It’s school holidays, and we’re on a road trip. Our first stop was a family-friendly glamping resort called Kambati, and Caroline properly prepped for the experience by stocking up on magazines. You, Getaway and Fair Lady were the top pics, while I pretended to be intellectualism by grabbing a free copy of the Financial Mail at the airport. I quickly pivoted from the latest news telling us that markets are uncertain and leadership is a problem to the cover story on Anna de Armas, Posh Spice’s business turnaround and an article on TRUSTING YOUR GUT.
It's age-old wisdom, isn’t it? TRUST YOUR GUT. Whether it’s romantic relationships, business decisions, saying yes to an opportunity, saying no to an opportunity… TRUST YOUR GUT.

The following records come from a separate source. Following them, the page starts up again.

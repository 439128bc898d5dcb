#![deny(warnings)]

use crate::scanner::Scanner;

/*
 * The caller of these function is expected to setup the scanner for a
 * clear start, ie: call scanner.ignore() to start fresh
 */

const DIGITS: &str = "0123456789";
const OPS: &str = "+-*/^()";
const WHITE: &str = " \t\r\n";

// scan a maximal run of [0-9]+ into its base-10 value, wrapping on overflow
pub fn scan_integer<I: Iterator<Item = char>>(scanner: &mut Scanner<I>) -> Option<i64> {
    if !scanner.skip_all_chars(DIGITS) {
        return None;
    }
    let value = scanner
        .extract()
        .into_iter()
        .filter_map(|c| c.to_digit(10))
        .fold(0i64, |acc, d| acc.wrapping_mul(10).wrapping_add(d as i64));
    Some(value)
}

// single char operators and parenthesis
pub fn scan_op<I: Iterator<Item = char>>(scanner: &mut Scanner<I>) -> Option<char> {
    let op = scanner.accept_any_char(OPS)?;
    scanner.ignore();
    Some(op)
}

pub fn skip_whitespace<I: Iterator<Item = char>>(scanner: &mut Scanner<I>) -> bool {
    let skipped = scanner.skip_all_chars(WHITE);
    scanner.ignore();
    skipped
}

///////////////////////////////////////////////////////////////////////////////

Because, you know, your gut knows. Right?
The article postulated that trusting your gut is a fallacy. That your gut has built its acidic, gassy predilections round learned biases and prejudice learned through background, historical data and learned behaviours.
The Fair Lady, god bless those hallowed journos, makes a good point. That trusting your gut can often lead you wrong. So what to do instead? Well, the argument points to data.
Unbiased, massive amounts of data available to us these days. Through Google, AI, research firms, stats SA… there’s data that can inform and shape our decisions, as opposed to “trusting our gut.” Whether we choose to pay attention to that data, that’s another story.
BTW, we can always find data to support our argument. Stay in South Africa? I can point to a low cost of living, preferential tax environment and excellent bang for your buck on private medical and schooling in my case. But then my buddy who emigrated to New Zealand can support his argument through an accountable government and good public medical and educational support.
This is why I liked something a mentor of mine, Conor Neill, said the other day. When he hires a new associate for his leadership business, he lets his wife make the final decision. Not because he is not good at reading people, but because his personality type favours people like him – but he doesn’t need people like him for that job, he needs a different kind of cat. His bias – his gut – will lead him to a wrong decision. So he brings in a trusted external reference to check his decisions and hire the right kind of resource.
It all links back to Shoshin – a beginner’s mindset. The world is a rapidly evolving place, and if we are going to stay married to our ideas and our biases we will be left behind. Much better to stay open to learning, stay open to evolving, and keep on building those neural pathways. It’s hard but worth it.